В половине четвертого часа по полудня мы достигли до прежнего ночлега нашего в Уади Арабе, и тут остановились. Истомленные, иссушенные и загорелые, мы долго не могли говорить.

Пред закатом солнца облака закрыли небо, и начал накрапать дождь, но скоро перестал. Мы отдохнули.

После ужина нашлось полезное занятие. Так как игумен Дауд взял с собою Арабскую летопись, кажется, ту самую, которую показывали мне в монастыре св. Павла; то я у него выпросил ее на несколько минут и велел переводчику прочесть, что первое откроется. Он развернул рукопись и перевел мне следующее сказание:

«В царствование Константина Великого многие Евреи сделались христианами. Один из них, ученый, представился сему государю и поведал ему, что раввины попортили Еврейский подлинник книги Бытия, убавили много лет у допотопных патриархов, дабы время пришествия Мессии не совпадало с явлением Иисуса Христа, что греческий перевод ветхого завета, сделанный в Египте седьмидесятью толковниками при Птоломее Филаделфе, есть самый верный, и что один из первоначальных списков с него обретается у старейшин еврейских и скрывается ими. Константин приказал привести их к себе; и они признались ему, что первосвященники Анна и Каиафа истребили этот список, и что копия его находится в Египте.

Тогда император повелел отыскать сию копию. Ее нашли, и сличив с нею еврейский текст книги Бытия, увидели разницу в летосчислении от Адама, так что в помянутом тексте недоставало 1389 лет».

Эжели это сказание верно; то подлинный и первоначальный список перевода 70-ти толковников утратился в Константинополе, а не в Александрия, где Омар сжег знаменитое книгохранилище ее.

15, Понедельник

Утро было прохладно. С севера дул свежий и сырой ветер, и разгонял облака, висевшие на юго-западном небосклоне.

В шесть часов мы снялись с ночлега и чрез шестьдесят минут поворотили из Арабы под прямым углом на север в Уади-ел-Хлел. Эта узкая долина с обеих сторон обставлена пирамидальными холмами. В ней есть сочная пажить для верблюдов.

Из Уад• Хлел Бедуины проведи нас в знакомую Уади Хедыр, в которой справа и слева много разнообразных бугров. Тогда минуло восемь часов.

А в три по поду дни мы расположились ночевать на другом краю долины Сеннаарской. Палатки наши поставлены были на кремнистой привыси из предосторожности от змей. Я подарил проводникам козленка. Они, обрадованные, скоро испекли его на углях под золою и полакомились им.

16, Вторник

До рассвета мы уехали из Сеннаарской долины, желая заблаговременно поспеть к Нилу и ночевать на другом берегу его у Буша. На Бакаратской выси было холодно так, что у меня озябли ноги. Пустота и безжизненность этой местности, в моей мысли, соответствовали нашей греховности.

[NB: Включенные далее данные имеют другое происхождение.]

//! Transcript types.
//!
//! `ChunkTranscript` is transient: produced per chunk during chunked
//! transcription, consumed by the merge engine, never persisted.

use serde::{Deserialize, Serialize};

/// One recognized span of speech, timestamped in seconds.
#[derive(Debug, Clone, PartialEq, Serialize, Deserialize)]
pub struct TranscriptSegment {
    /// Start time in seconds
    pub start: f64,

    /// End time in seconds
    pub end: f64,

    pub text: String,
}

impl TranscriptSegment {
    pub fn new(start: f64, end: f64, text: impl Into<String>) -> Self {
        Self {
            start,
            end,
            text: text.into(),
        }
    }
}

/// Result of transcribing a whole file (or one chunk of it).
#[derive(Debug, Clone, Serialize, Deserialize)]
pub struct Transcript {
    pub text: String,

    /// Detected language code, e.g. "en"
    pub language: String,

    /// Ordered segments with timestamps relative to the transcribed input
    pub segments: Vec<TranscriptSegment>,
}

/// Segments of one chunk of a longer recording.
///
/// Segment timestamps are local to the chunk; the merge engine globalizes
/// them by adding `start_offset`.
#[derive(Debug, Clone)]
pub struct ChunkTranscript {
    /// Position of this chunk in the source audio (0-based)
    pub index: usize,

    /// Where this chunk begins in the source audio, seconds
    pub start_offset: f64,

    /// Where this chunk ends in the source audio, seconds
    pub end_offset: f64,

    /// Segments with chunk-local timestamps
    pub segments: Vec<TranscriptSegment>,
}

impl ChunkTranscript {
    pub fn new(index: usize, start_offset: f64, end_offset: f64) -> Self {
        Self {
            index,
            start_offset,
            end_offset,
            segments: Vec::new(),
        }
    }

    pub fn with_segments(mut self, segments: Vec<TranscriptSegment>) -> Self {
        self.segments = segments;
        self
    }
}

Холод понудил меня идти пешком. На моего верблюда сел забавник А́эш и начал представлять Английского путешественника. Он сперва подперся руками в бока свои; потом начать быстро озираться на все стороны, рукою защищая маза от солнца; наконец вынул из пазухи лоскуток бумаги, и давай рисовать виды окрестных гор. Верблюд трясет его. Милорд сердится, ворчит и дергает животное за повод. Горбун бросается в сторону: Англичанин падает стремглав, бесится, охает, хромает и ворчит на Арабов. Дружина моя смеется. Один Бедуин схватил верблюда за повод и подвел его к милорду. Хаваджа (т. е. господин) опять сел на него, и держа в руках карандаш и бумагу, начал спрашивать своего погонщика:

– Кто живет здесь, на этой горе? – подразумевая бедуинов.

– Погонщик, зная, что бедуины тут не живут, отвечает: куллю до хунт. (То есть, всякие звери).

– Англичанин записывает, говоря про себя: на Бакарате живут бедуины, Уль-Хуш, и продолжает спрашивать:

– Как называется вот этот холм? (указывает его вдали).

– Погонщик шутя отвечает скороговоркой: "Акел ель Оляма, (т. е. пища ученых).

– Как?

– Акел ель Оляма.

-Акелдама? (т. е. пища с кровью?)

– Угодливый бедуин кивает головою в знак согласия. Англичанин пишет название холма Акелдама, и подзывает к себе другого бедуина, воображая, что у первого худое произношение, а у него самого чуткий слух.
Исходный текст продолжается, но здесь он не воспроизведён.